Monday, December 17, 2007

Writers I Run With and Into


Last weekend, the Silverlake Children’s Theatre performed Turbulence, written by 16 year old Olivia Russin, daughter of screenwriter Robin and arts administrator Sarah. The performance was attended with great difficulty by Robin’s frail 92 year old dad, Robert Russin, a renowned sculptor and one of those hunting and fishing tough manly Jews who settled in the most unlikely of Jewish bastions, Wyoming. Robert lived a long life. He saw films written by son Robin and a play written by granddaughter Olivia. Robert Russin died in his sleep two days after the performance. Sarah and Robin have been dear friends for over a decade and I reach out to them in their sorrow and hope they are comforted that Robert, famous artist and patriarch, was able to proudly drink in the extraordinary accomplishments of his children and grandchildren. I also suspect now that Sarah may forgive him for having nodded off for a few minutes during the show.

Yesterday Spuds and I took grandma out for lunch. She was more agitated than usual. I stopped at Petco briefly to pick up cat litter for her and left her in the car with Spuds. I got a hysterical cell phone call from Spuds indicating that he was unable to keep Grandma in the car. She was implicated several months ago in the cutting of phone wires in her boyfriend’s room in order to prevent annoying incoming calls from his daughter and all of her scissors have been confiscated. While I was shopping and Spuds was minding her, she’d located an advertisement for scissors she’d ripped from the newspaper in her purse and was absolutely determined they would have them available for sale at the veterinary clinic or the gun store adjacent to the Petco. I left my place in the long line and firmly escorted her back to the car. Just as I reached the register, I saw her spring out of the car again and run across the very busy parking lot. At that moment, Broderick Miller (also useful for the removal of dead cats and a screenwriter, playwright, and founder of the Silverlake Children’s Theatre ) suddenly appeared at the register inquiring about the purchase of a hamster and I screamed at him to go put my mother back in the car, which he accomplished swiftly and forcefully enough to make it stick. I thanked him for saving the day and received back from him a warm and comforting note.

Shopping for produce, I ran into Kim Jones, a weekly Hollywood Farmer’s Marketeer, writer and mother of teenager and we talked about how our family experiences can feed our writing and like Rashomon, the stories told by parents and their children would spin themselves out quite differently. This made me think immediately of another writer, Marion Siwek, whose famous writer mother actually did publish a memoir of intimate family details. I was chewing this around still when I got to Trader Joe’s and there was Marion, at the dairy case. Just like God sent Broderick to end the scissors debacle, there was Marion in the flesh to finish my thought and share fears, while we obstructed egg and yogurt buyers.

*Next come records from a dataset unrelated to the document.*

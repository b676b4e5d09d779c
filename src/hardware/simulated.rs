//! In-memory transceiver holding at most one tag in the field.

use std::collections::HashSet;
use std::sync::atomic::{AtomicU64, Ordering};
use std::sync::Mutex;
use std::time::Duration;

use super::{HardwareError, HardwareTransceiver, RawTag, TagHandle, TechHint};

/// A tag placed on the simulated reader.
#[derive(Debug, Clone, PartialEq, Eq)]
pub struct SimulatedTag {
    pub id: Vec<u8>,
    pub tech_types: Vec<String>,
    pub ndef_bytes: Vec<u8>,
    pub max_size: usize,
    pub is_writable: bool,
}

impl SimulatedTag {
    /// An NTAG215-like tag: 504 bytes of NDEF storage, writable.
    pub fn ntag215(id: Vec<u8>, ndef_bytes: Vec<u8>) -> Self {
        Self {
            id,
            tech_types: vec![
                TechHint::NfcA.name().to_string(),
                TechHint::MifareUltralight.name().to_string(),
                TechHint::Ndef.name().to_string(),
            ],
            ndef_bytes,
            max_size: 504,
            is_writable: true,
        }
    }
}

pub struct SimulatedTransceiver {
    supported: bool,
    acquire_delay: Duration,
    tag: Mutex<Option<SimulatedTag>>,
    open: Mutex<HashSet<TagHandle>>,
    next_handle: AtomicU64,
}

impl Default for SimulatedTransceiver {
    fn default() -> Self {
        Self::new()
    }
}

impl SimulatedTransceiver {
    pub fn new() -> Self {
        Self {
            supported: true,
            acquire_delay: Duration::ZERO,
            tag: Mutex::new(None),
            open: Mutex::new(HashSet::new()),
            next_handle: AtomicU64::new(1),
        }
    }

    /// A reader on a device without NFC.
    pub fn unsupported() -> Self {
        Self {
            supported: false,
            ..Self::new()
        }
    }

    pub fn with_tag(self, tag: SimulatedTag) -> Self {
        self.present(tag);
        self
    }

    /// Delay before `acquire` sees the tag.
    pub fn with_acquire_delay(mut self, delay: Duration) -> Self {
        self.acquire_delay = delay;
        self
    }

    /// Place a tag in the field, replacing any existing one.
    pub fn present(&self, tag: SimulatedTag) {
        if let Ok(mut slot) = self.tag.lock() {
            *slot = Some(tag);
        }
    }

    /// Current contents of the tag in the field.
    pub fn tag(&self) -> Option<SimulatedTag> {
        self.tag.lock().ok().and_then(|slot| slot.clone())
    }

    /// Number of sessions acquired and not yet released.
    pub fn open_handles(&self) -> usize {
        self.open.lock().map(|open| open.len()).unwrap_or(0)
    }

    fn check_open(&self, handle: TagHandle) -> Result<(), HardwareError> {
        let open = self
            .open
            .lock()
            .map_err(|_| HardwareError::Io("reader state poisoned".to_string()))?;
        if open.contains(&handle) {
            Ok(())
        } else {
            Err(HardwareError::Io(format!("handle {} is not open", handle.0)))
        }
    }

    fn current_tag(&self) -> Result<SimulatedTag, HardwareError> {
        self.tag
            .lock()
            .map_err(|_| HardwareError::Io("reader state poisoned".to_string()))?
            .clone()
            .ok_or(HardwareError::NoTag)
    }
}

impl HardwareTransceiver for SimulatedTransceiver {
    fn is_supported(&self) -> bool {
        self.supported
    }

    async fn acquire(&self, tech: TechHint) -> Result<TagHandle, HardwareError> {
        if !self.supported {
            return Err(HardwareError::Unsupported);
        }
        if !self.acquire_delay.is_zero() {
            tokio::time::sleep(self.acquire_delay).await;
        }

        let tag = self.current_tag()?;
        if !tag.tech_types.iter().any(|t| t == tech.name()) {
            return Err(HardwareError::Io(format!(
                "tag does not support {}",
                tech.name()
            )));
        }

        let handle = TagHandle(self.next_handle.fetch_add(1, Ordering::SeqCst));
        self.open
            .lock()
            .map_err(|_| HardwareError::Io("reader state poisoned".to_string()))?
            .insert(handle);
        log::debug!("Simulated reader acquired {} as handle {}", tech.name(), handle.0);
        Ok(handle)
    }

    async fn read_raw_tag(&self, handle: TagHandle) -> Result<RawTag, HardwareError> {
        self.check_open(handle)?;
        let tag = self.current_tag()?;
        Ok(RawTag {
            id: tag.id,
            tech_types: tag.tech_types,
            ndef_bytes: tag.ndef_bytes,
            max_size: tag.max_size,
            is_writable: tag.is_writable,
        })
    }

    async fn write_raw_tag(&self, handle: TagHandle, bytes: &[u8]) -> Result<(), HardwareError> {
        self.check_open(handle)?;
        let mut slot = self
            .tag
            .lock()
            .map_err(|_| HardwareError::Io("reader state poisoned".to_string()))?;
        let tag = slot.as_mut().ok_or(HardwareError::NoTag)?;

        if !tag.is_writable {
            return Err(HardwareError::Io("tag is read-only".to_string()));
        }
        if bytes.len() > tag.max_size {
            return Err(HardwareError::Io(format!(
                "{} bytes exceed tag capacity of {}",
                bytes.len(),
                tag.max_size
            )));
        }

        tag.ndef_bytes = bytes.to_vec();
        Ok(())
    }

    fn release(&self, handle: TagHandle) {
        if let Ok(mut open) = self.open.lock() {
            open.remove(&handle);
        }
        log::debug!("Simulated reader released handle {}", handle.0);
    }
}
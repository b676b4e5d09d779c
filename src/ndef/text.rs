//! Well-known text record (`T`) payloads.
//!
//! Payload layout: `[status][language code][text]`. Status bit 7 selects
//! UTF-16 text, bits 0-5 hold the language-code length.

use super::NdefError;

/// Status bit marking the text as UTF-16.
pub const STATUS_UTF16: u8 = 0x80;

/// Low six status bits: language-code length.
pub const LANGUAGE_LENGTH_MASK: u8 = 0x3F;

/// Build a UTF-8 text payload.
pub fn build_payload(text: &str, language: &str) -> Result<Vec<u8>, NdefError> {
    let lang = language.as_bytes();
    if lang.len() > LANGUAGE_LENGTH_MASK as usize {
        return Err(NdefError::InvalidLanguageCode(language.to_string()));
    }

    let mut payload = Vec::with_capacity(1 + lang.len() + text.len());
    payload.push(lang.len() as u8);
    payload.extend_from_slice(lang);
    payload.extend_from_slice(text.as_bytes());
    Ok(payload)
}

/// Parse a text payload into `(text, language)`.
pub fn parse_payload(payload: &[u8]) -> Result<(String, String), NdefError> {
    let Some((&status, rest)) = payload.split_first() else {
        return Err(NdefError::MalformedRecord("empty text payload".to_string()));
    };

    let lang_len = (status & LANGUAGE_LENGTH_MASK) as usize;
    if lang_len > rest.len() {
        return Err(NdefError::MalformedRecord(format!(
            "language code length {} exceeds payload length {}",
            lang_len,
            rest.len()
        )));
    }

    let (lang, body) = rest.split_at(lang_len);
    let language = String::from_utf8_lossy(lang).into_owned();

    let text = if status & STATUS_UTF16 != 0 {
        decode_utf16(body)?
    } else {
        String::from_utf8(body.to_vec())
            .map_err(|_| NdefError::MalformedRecord("text is not valid UTF-8".to_string()))?
    };

    Ok((text, language))
}

/// Decode UTF-16 text, big-endian unless a little-endian BOM is present.
fn decode_utf16(body: &[u8]) -> Result<String, NdefError> {
    if body.len() % 2 != 0 {
        return Err(NdefError::MalformedRecord(
            "UTF-16 text has an odd byte length".to_string(),
        ));
    }

    let little_endian = body.starts_with(&[0xFF, 0xFE]);
    let units: Vec<u16> = body
        .chunks_exact(2)
        .map(|pair| {
            if little_endian {
                u16::from_le_bytes([pair[0], pair[1]])
            } else {
                u16::from_be_bytes([pair[0], pair[1]])
            }
        })
        .collect();

    // Drop a leading BOM in either byte order
    let units = match units.first() {
        Some(0xFEFF) => &units[1..],
        _ => &units[..],
    };

    String::from_utf16(units)
        .map_err(|_| NdefError::MalformedRecord("text is not valid UTF-16".to_string()))
}

#[cfg(test)]
mod tests {
    use super::*;

    #[test]
    fn test_build_payload_layout() {
        let payload = build_payload("Hello", "en").unwrap();
        assert_eq!(payload[0], 2);
        assert_eq!(&payload[1..3], b"en");
        assert_eq!(&payload[3..], b"Hello");
    }

    #[test]
    fn test_parse_payload_utf8() {
        let payload = build_payload("héllo wörld", "de").unwrap();
        let (text, language) = parse_payload(&payload).unwrap();
        assert_eq!(text, "héllo wörld");
        assert_eq!(language, "de");
    }

    #[test]
    fn test_parse_payload_utf16_be() {
        let mut payload = vec![STATUS_UTF16 | 2, b'e', b'n'];
        for unit in "Hi".encode_utf16() {
            payload.extend_from_slice(&unit.to_be_bytes());
        }
        let (text, language) = parse_payload(&payload).unwrap();
        assert_eq!(text, "Hi");
        assert_eq!(language, "en");
    }

    #[test]
    fn test_parse_payload_utf16_le_bom() {
        let mut payload = vec![STATUS_UTF16 | 2, b'e', b'n', 0xFF, 0xFE];
        for unit in "ok".encode_utf16() {
            payload.extend_from_slice(&unit.to_le_bytes());
        }
        let (text, _) = parse_payload(&payload).unwrap();
        assert_eq!(text, "ok");
    }

    #[test]
    fn test_parse_payload_rejects_short_language() {
        // Status claims a 5-byte language code but only 2 bytes follow
        let err = parse_payload(&[0x05, b'e', b'n']).unwrap_err();
        assert!(matches!(err, NdefError::MalformedRecord(_)));
    }

    #[test]
    fn test_parse_payload_empty() {
        assert!(parse_payload(&[]).is_err());
    }

    #[test]
    fn test_build_payload_rejects_long_language() {
        let lang = "x".repeat(64);
        assert!(matches!(
            build_payload("t", &lang),
            Err(NdefError::InvalidLanguageCode(_))
        ));
    }
}
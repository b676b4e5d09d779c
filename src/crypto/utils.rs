//! Utility functions for hashing, randomness and timestamps.

use rand::{Rng, RngCore};
use sha2::{Digest, Sha256};
use thiserror::Error;

const BASE36_ALPHABET: &[u8] = b"0123456789abcdefghijklmnopqrstuvwxyz";

#[derive(Debug, Error)]
pub enum UtilError {
    #[error("Invalid hex string")]
    InvalidHex,
}

/// Generate cryptographically secure random bytes.
pub fn generate_random_bytes(len: usize) -> Vec<u8> {
    let mut buf = vec![0u8; len];
    rand::rngs::OsRng.fill_bytes(&mut buf);
    buf
}

/// Generate a random lowercase base36 string of `len` characters.
pub fn random_base36(len: usize) -> String {
    let mut rng = rand::rngs::OsRng;
    (0..len)
        .map(|_| BASE36_ALPHABET[rng.gen_range(0..BASE36_ALPHABET.len())] as char)
        .collect()
}

/// SHA-256 of the concatenated parts, hex-encoded (64 chars).
pub fn sha256_hex(parts: &[&[u8]]) -> String {
    let mut hasher = Sha256::new();
    for part in parts {
        hasher.update(part);
    }
    hex::encode(hasher.finalize())
}

/// Convert a hex string to bytes. Accepts an optional `0x` prefix and `:` separators.
pub fn hex_to_bytes(hex: &str) -> Result<Vec<u8>, UtilError> {
    let trimmed = hex.trim();
    let trimmed = trimmed.strip_prefix("0x").unwrap_or(trimmed);
    let cleaned: String = trimmed.chars().filter(|c| *c != ':').collect();
    hex::decode(cleaned).map_err(|_| UtilError::InvalidHex)
}

/// Convert bytes to an uppercase hex string (tag ids are displayed this way).
pub fn bytes_to_hex(bytes: &[u8]) -> String {
    hex::encode_upper(bytes)
}

/// Get the current time in milliseconds since Unix epoch.
pub fn now_ms() -> u64 {
    std::time::SystemTime::now()
        .duration_since(std::time::UNIX_EPOCH)
        .map(|d| d.as_millis() as u64)
        .unwrap_or(0)
}

#[cfg(test)]
mod tests {
    use super::*;

    #[test]
    fn test_random_base36() {
        let nonce = random_base36(6);
        assert_eq!(nonce.len(), 6);
        assert!(nonce.bytes().all(|b| BASE36_ALPHABET.contains(&b)));
    }

    #[test]
    fn test_generate_random_bytes_len() {
        assert_eq!(generate_random_bytes(16).len(), 16);
        assert!(generate_random_bytes(0).is_empty());
    }

    #[test]
    fn test_sha256_hex_known_vector() {
        assert_eq!(
            sha256_hex(&[b"abc".as_slice()]),
            "ba7816bf8f01cfea414140de5dae2223b00361a396177a9cb410ff61f20015ad"
        );
        // Parts are hashed as one concatenated message
        assert_eq!(
            sha256_hex(&[b"a".as_slice(), b"bc".as_slice()]),
            sha256_hex(&[b"abc".as_slice()])
        );
    }

    #[test]
    fn test_hex_round_trip() {
        assert_eq!(hex_to_bytes("0xAABBCCDD").unwrap(), vec![0xAA, 0xBB, 0xCC, 0xDD]);
        assert_eq!(hex_to_bytes("04:a1:ff").unwrap(), vec![0x04, 0xA1, 0xFF]);
        assert_eq!(bytes_to_hex(&[0x04, 0xA1]), "04A1");
        assert!(hex_to_bytes("zz").is_err());
    }

    #[test]
    fn test_now_ms() {
        // Should be a reasonable timestamp (after 2024-01-01)
        assert!(now_ms() > 1704067200000);
    }
}
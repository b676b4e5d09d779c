//! Security event types shared by the signature service and threat detector.
//!
//! Serialized in the same SCREAMING_SNAKE_CASE form that threat reports use.

use serde::{Deserialize, Serialize};

#[derive(Debug, Clone, Copy, PartialEq, Eq, Hash, Serialize, Deserialize)]
#[serde(rename_all = "SCREAMING_SNAKE_CASE")]
pub enum ThreatType {
    SignatureInvalid,
    ExpiredSignature,
    RapidAccess,
    LocationAnomaly,
    DeviceAnomaly,
    UnusualTime,
}

impl ThreatType {
    pub fn label(&self) -> &'static str {
        match self {
            ThreatType::SignatureInvalid => "SIGNATURE_INVALID",
            ThreatType::ExpiredSignature => "EXPIRED_SIGNATURE",
            ThreatType::RapidAccess => "RAPID_ACCESS",
            ThreatType::LocationAnomaly => "LOCATION_ANOMALY",
            ThreatType::DeviceAnomaly => "DEVICE_ANOMALY",
            ThreatType::UnusualTime => "UNUSUAL_TIME",
        }
    }
}

#[derive(Debug, Clone, Copy, PartialEq, Eq, PartialOrd, Ord, Hash, Serialize, Deserialize)]
#[serde(rename_all = "UPPERCASE")]
pub enum Severity {
    Low,
    Medium,
    High,
}

/// A single security finding. Immutable once handed out.
#[derive(Debug, Clone, PartialEq, Eq, Serialize, Deserialize)]
#[serde(rename_all = "camelCase")]
pub struct SecurityEvent {
    #[serde(rename = "type")]
    pub threat_type: ThreatType,
    pub severity: Severity,
    pub description: String,
    pub tag_id: Option<String>,
    /// Unix ms.
    pub timestamp: u64,
    /// Whether this event alone is enough to deny access.
    pub blocked: bool,
}

impl SecurityEvent {
    pub fn new(
        threat_type: ThreatType,
        severity: Severity,
        description: impl Into<String>,
        timestamp: u64,
        blocked: bool,
    ) -> Self {
        Self {
            threat_type,
            severity,
            description: description.into(),
            tag_id: None,
            timestamp,
            blocked,
        }
    }

    /// Attach the tag id the event concerns.
    pub fn with_tag_id(mut self, tag_id: impl Into<String>) -> Self {
        self.tag_id = Some(tag_id.into());
        self
    }
}

impl std::fmt::Display for SecurityEvent {
    fn fmt(&self, f: &mut std::fmt::Formatter<'_>) -> std::fmt::Result {
        write!(
            f,
            "[{:?}] {}: {}{}",
            self.severity,
            self.threat_type.label(),
            self.description,
            if self.blocked { " (blocked)" } else { "" }
        )
    }
}
//! OS keychain-backed store.
//!
//! Uses the `keyring` crate; each key becomes a credential under one
//! service name and values are stored as binary secrets.

use keyring::Entry;

use super::{KeyValueStore, StoreError};

/// Default keychain service name.
pub const SERVICE_NAME: &str = "com.nfcguard.security";

impl From<keyring::Error> for StoreError {
    fn from(err: keyring::Error) -> Self {
        StoreError::Backend(err.to_string())
    }
}

#[derive(Debug, Clone)]
pub struct KeychainStore {
    service: String,
}

impl Default for KeychainStore {
    fn default() -> Self {
        Self::new(SERVICE_NAME)
    }
}

impl KeychainStore {
    pub fn new(service: &str) -> Self {
        Self {
            service: service.to_string(),
        }
    }

    fn entry(&self, key: &str) -> Result<Entry, StoreError> {
        Ok(Entry::new(&self.service, key)?)
    }
}

impl KeyValueStore for KeychainStore {
    /// Returns `None` if no entry exists.
    fn get(&self, key: &str) -> Result<Option<Vec<u8>>, StoreError> {
        match self.entry(key)?.get_secret() {
            Ok(secret) => Ok(Some(secret)),
            Err(keyring::Error::NoEntry) => Ok(None),
            Err(e) => Err(StoreError::from(e)),
        }
    }

    fn set(&self, key: &str, value: &[u8]) -> Result<(), StoreError> {
        self.entry(key)?.set_secret(value)?;
        Ok(())
    }

    fn delete(&self, key: &str) -> Result<(), StoreError> {
        match self.entry(key)?.delete_credential() {
            Ok(()) => Ok(()),
            Err(keyring::Error::NoEntry) => Ok(()), // Already deleted, idempotent
            Err(e) => Err(StoreError::from(e)),
        }
    }
}
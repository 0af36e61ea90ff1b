// src/process/status.rs

/// Booking state as written in the sheet's `Estado` column.
#[derive(Clone, Copy, Debug, PartialEq, Eq, Hash)]
pub enum Status {
    Confirmed,
    Pending,
    Cancelled,
    /// Anything else, e.g. "Reagendado". Counts toward the total only.
    Other,
}

impl Status {
    /// Case-insensitive match on the sheet value.
    pub fn classify(s: &str) -> Self {
        match s.to_lowercase().as_str() {
            "completado" => Status::Confirmed,
            "pendiente" => Status::Pending,
            "cancelado" => Status::Cancelled,
            _ => Status::Other,
        }
    }
}
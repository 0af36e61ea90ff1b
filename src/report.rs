// src/report.rs

use reqwest::Client;
use std::path::PathBuf;
use tokio::fs;
use tracing::{debug, info, instrument};

use crate::config::{Config, OutputFormat};
use crate::error::Result;
use crate::fetch::fetch_csv;
use crate::process::{aggregate, parse_csv, Record, Summary};
use crate::render::{render_report, Artifact, HtmlRenderer, JsonRenderer, Renderer};

/// One fetch cycle's parsed rows and their aggregate.
#[derive(Debug, Clone)]
pub struct Report {
    pub records: Vec<Record>,
    pub summary: Summary,
}

/// Fetches the sheet, parses it, aggregates it and renders the outputs.
pub struct ReportBuilder {
    client: Client,
    config: Config,
}

impl ReportBuilder {
    pub fn new(config: Config) -> Self {
        Self::with_client(Client::new(), config)
    }

    pub fn with_client(client: Client, config: Config) -> Self {
        Self { client, config }
    }

    /// Fetch and aggregate. Every call starts from fresh counters.
    #[instrument(level = "info", skip(self), fields(url = %self.config.sheet_url))]
    pub async fn build(&self) -> Result<Report> {
        let text = fetch_csv(&self.client, &self.config.sheet_url).await?;
        Ok(Self::build_from_text(&text, &self.config))
    }

    /// Parse + aggregate already fetched CSV text.
    pub fn build_from_text(text: &str, config: &Config) -> Report {
        let records = parse_csv(text);
        let summary = aggregate(&records, config.today);
        info!(
            rows = records.len(),
            today = summary.today,
            confirmed = summary.confirmed,
            pending = summary.pending,
            cancelled = summary.cancelled,
            "built report"
        );
        Report { records, summary }
    }

    /// Render `report` with every configured output format.
    pub fn render(&self, report: &Report) -> Result<Vec<Artifact>> {
        self.config
            .formats
            .iter()
            .map(|format| {
                debug!(format = format.as_str(), "rendering");
                let mut renderer: Box<dyn Renderer> = match format {
                    OutputFormat::Html => Box::new(HtmlRenderer::new()),
                    OutputFormat::Json => Box::new(JsonRenderer::new()),
                };
                render_report(renderer.as_mut(), &report.summary, &report.records)
            })
            .collect()
    }

    /// Full cycle: fetch, aggregate, render and write the artifacts into
    /// the output directory. Returns the written paths.
    pub async fn run(&self) -> Result<Vec<PathBuf>> {
        let report = self.build().await?;
        let artifacts = self.render(&report)?;

        fs::create_dir_all(&self.config.out_dir).await?;
        let mut written = Vec::with_capacity(artifacts.len());
        for artifact in artifacts {
            let path = self.config.out_dir.join(artifact.file_name);
            fs::write(&path, artifact.contents.as_bytes()).await?;
            info!(path = %path.display(), "wrote");
            written.push(path);
        }
        Ok(written)
    }
}
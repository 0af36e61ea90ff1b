pub mod config;
pub mod error;
pub mod fetch;
pub mod process;
pub mod render;
pub mod report;

pub use config::Config;
pub use error::ReportError;
pub use report::{Report, ReportBuilder};
// src/config.rs

use chrono::{NaiveDate, Utc};
use std::{env, path::PathBuf};
use url::Url;

use crate::error::{ReportError, Result};

/// Published CSV export of the bookings sheet.
pub static DEFAULT_SHEET_URL: &str =
    "https://docs.google.com/spreadsheets/d/e/2PACX-1vQw.../pub?gid=0&single=true&output=csv";
pub static DEFAULT_OUT_DIR: &str = "report";

pub const ENV_SHEET_URL: &str = "REPORT_SHEET_URL";
pub const ENV_OUT_DIR: &str = "REPORT_OUT_DIR";
pub const ENV_TODAY: &str = "REPORT_TODAY";
pub const ENV_FORMATS: &str = "REPORT_FORMATS";

#[derive(Clone, Copy, Debug, PartialEq, Eq, Hash)]
pub enum OutputFormat {
    Html,
    Json,
}

impl OutputFormat {
    pub fn as_str(&self) -> &str {
        match self {
            OutputFormat::Html => "html",
            OutputFormat::Json => "json",
        }
    }

    pub fn from_str(s: &str) -> Option<Self> {
        match s.trim().to_lowercase().as_str() {
            "html" => Some(OutputFormat::Html),
            "json" => Some(OutputFormat::Json),
            _ => None,
        }
    }
}

#[derive(Clone, Debug)]
pub struct Config {
    pub sheet_url: Url,
    pub out_dir: PathBuf,
    /// Reference date for the "today" tile.
    pub today: NaiveDate,
    pub formats: Vec<OutputFormat>,
}

impl Config {
    /// Build from the process environment. `url_arg` (the first CLI
    /// argument) takes precedence over `REPORT_SHEET_URL`.
    pub fn from_env(url_arg: Option<String>) -> Result<Self> {
        Self::from_lookup(|key| env::var(key).ok(), url_arg)
    }

    pub fn from_lookup<F>(lookup: F, url_arg: Option<String>) -> Result<Self>
    where
        F: Fn(&str) -> Option<String>,
    {
        let raw_url = url_arg
            .or_else(|| lookup(ENV_SHEET_URL))
            .unwrap_or_else(|| DEFAULT_SHEET_URL.to_string());
        let sheet_url = Url::parse(&raw_url).map_err(|e| ReportError::InvalidUrl(raw_url, e))?;

        let out_dir = lookup(ENV_OUT_DIR)
            .map(PathBuf::from)
            .unwrap_or_else(|| PathBuf::from(DEFAULT_OUT_DIR));

        let today = match lookup(ENV_TODAY) {
            Some(s) => NaiveDate::parse_from_str(s.trim(), "%Y-%m-%d")
                .map_err(|_| ReportError::InvalidDate(s))?,
            None => Utc::now().date_naive(),
        };

        let formats = match lookup(ENV_FORMATS) {
            Some(list) => parse_formats(&list)?,
            None => vec![OutputFormat::Html, OutputFormat::Json],
        };

        Ok(Self {
            sheet_url,
            out_dir,
            today,
            formats,
        })
    }
}

fn parse_formats(list: &str) -> Result<Vec<OutputFormat>> {
    let mut out = Vec::new();
    for part in list.split(',').filter(|p| !p.trim().is_empty()) {
        let f = OutputFormat::from_str(part)
            .ok_or_else(|| ReportError::UnknownFormat(part.trim().to_string()))?;
        if !out.contains(&f) {
            out.push(f);
        }
    }
    Ok(out)
}
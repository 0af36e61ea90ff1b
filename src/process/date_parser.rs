// src/process/date_parser.rs

use chrono::{Datelike, NaiveDate};

/// Grouping key used when a booking date cannot be parsed.
pub const UNPARSEABLE_MONTH_YEAR: &str = "NaN-NaN";

/// The date part of a `Fecha` cell: everything before the first space.
pub fn date_part(fecha: &str) -> &str {
    fecha.split(' ').next().unwrap_or("")
}

/// Parse `YYYY-MM-DD`, `YYYY/MM/DD` or the sheet export's `M/D/YYYY`
/// into a calendar date. Slashed dates with the year last are month first.
pub fn parse_date(s: &str) -> Option<NaiveDate> {
    let s = s.trim();
    NaiveDate::parse_from_str(s, "%Y-%m-%d")
        .or_else(|_| NaiveDate::parse_from_str(s, "%Y/%m/%d"))
        .or_else(|_| NaiveDate::parse_from_str(s, "%m/%d/%Y"))
        .ok()
}

/// `"{month}-{year}"` with a 1-based, unpadded month, e.g. `"1-2024"`.
pub fn month_year(date: &str) -> Option<String> {
    parse_date(date).map(|d| format!("{}-{}", d.month(), d.year()))
}

#[cfg(test)]
mod tests {
    use super::*;

    #[test]
    fn test_date_part_strips_time() {
        assert_eq!(date_part("2024-01-05 10:00"), "2024-01-05");
        assert_eq!(date_part("2024-01-05"), "2024-01-05");
        assert_eq!(date_part(""), "");
    }

    #[test]
    fn test_month_year() {
        assert_eq!(month_year("2024-01-05").as_deref(), Some("1-2024"));
        assert_eq!(month_year("2023-12-31").as_deref(), Some("12-2023"));
        assert_eq!(month_year("2023/11/02").as_deref(), Some("11-2023"));
        assert_eq!(month_year("1/5/2024").as_deref(), Some("1-2024"));
        assert_eq!(month_year("12/31/2023").as_deref(), Some("12-2023"));
        assert_eq!(month_year("2024-1-5").as_deref(), Some("1-2024"));
    }

    #[test]
    fn test_month_year_rejects_garbage() {
        assert_eq!(month_year(""), None);
        assert_eq!(month_year("mañana"), None);
        assert_eq!(month_year("2024-13-01"), None);
        assert_eq!(month_year("31/12/2023"), None);
    }
}
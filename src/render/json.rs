// src/render/json.rs

use serde_json::{Map, Value};

use super::{Artifact, Charts, Renderer, StatTiles, TableRow};
use crate::error::Result;

/// Renders `summary.json` with the stats, both chart series and the table.
#[derive(Debug, Default)]
pub struct JsonRenderer {
    doc: Map<String, Value>,
}

impl JsonRenderer {
    pub fn new() -> Self {
        Self::default()
    }
}

impl Renderer for JsonRenderer {
    fn render_stats(&mut self, stats: &StatTiles) -> Result<()> {
        self.doc
            .insert("stats".into(), serde_json::to_value(stats)?);
        Ok(())
    }

    fn render_charts(&mut self, charts: &Charts) -> Result<()> {
        self.doc
            .insert("charts".into(), serde_json::to_value(charts)?);
        Ok(())
    }

    fn render_table(&mut self, rows: &[TableRow]) -> Result<()> {
        self.doc.insert("table".into(), serde_json::to_value(rows)?);
        Ok(())
    }

    fn finish(&mut self) -> Result<Artifact> {
        let contents = serde_json::to_string_pretty(&self.doc)?;
        Ok(Artifact {
            file_name: "summary.json",
            contents,
        })
    }
}
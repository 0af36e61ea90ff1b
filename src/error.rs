// src/error.rs

use thiserror::Error;

/// Errors surfaced by the report pipeline.
///
/// Malformed rows and unparseable dates are tolerated by the parser and
/// aggregator and never show up here.
#[derive(Error, Debug)]
pub enum ReportError {
    #[error("GET {url} failed: {source}")]
    Network {
        url: String,
        #[source]
        source: reqwest::Error,
    },
    #[error("GET {url} returned {status}")]
    Status {
        url: String,
        status: reqwest::StatusCode,
    },
    #[error("invalid sheet URL {0:?}: {1}")]
    InvalidUrl(String, #[source] url::ParseError),
    #[error("invalid date {0:?}, expected YYYY-MM-DD")]
    InvalidDate(String),
    #[error("unknown output format {0:?}")]
    UnknownFormat(String),
    #[error("I/O error: {0}")]
    Io(#[from] std::io::Error),
    #[error("formatting error: {0}")]
    Fmt(#[from] std::fmt::Error),
    #[error("JSON error: {0}")]
    Json(#[from] serde_json::Error),
}

pub type Result<T> = std::result::Result<T, ReportError>;
// src/process/mod.rs
pub mod aggregate;
pub mod csv;
pub mod date_parser;
pub mod status;

pub use aggregate::{aggregate, Grouping, Summary};
pub use csv::{parse_csv, Record};
pub use status::Status;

In many ways the weekend stank. We have teenager problems and a terrifying strike and I visited last night my dad’s house for the first time since his death. Monday now though, I sit here putting the words down. Writing. Maybe healing. And thanking God particularly for bringing into my life so many other clueless people compelled to string words together towards some sort of knowing.

2 comments:

FionnchĂș said...

Add me to your clueless list, after a weekend full of grading student research papers, so I have too been among long the clueless I teach and the clueless I am teaching them as if to write-- all in a mere ten weeks. Get some down time in your newly colossal kitchen. xxx me

harry said...

Clueless = the cloud of unknowing, eh? Although I do see Ms. Silverstone holding forth in fifth period geometry. She said: “I think there’s a huge crisis of belonging in postmodern culture. The institutions of religion have really diminished and fallen into the hands of frightened functionaries who are great custodians of the gateways but don’t really know what the landscapes are like further in towards the heart of the mystery. Politics has become synonymous with economics and the crudest form of pragmatism. Then there’s the whole homogenization of culture and consciousness in mass technology and media — although there’s a lot more interaction than there once was between people, but it’s all simulated, you know, and lacks the vitality and vigor and danger of a direct encounter with otherness. So these are some of the contexts which are creating a massive spiritual hunger.”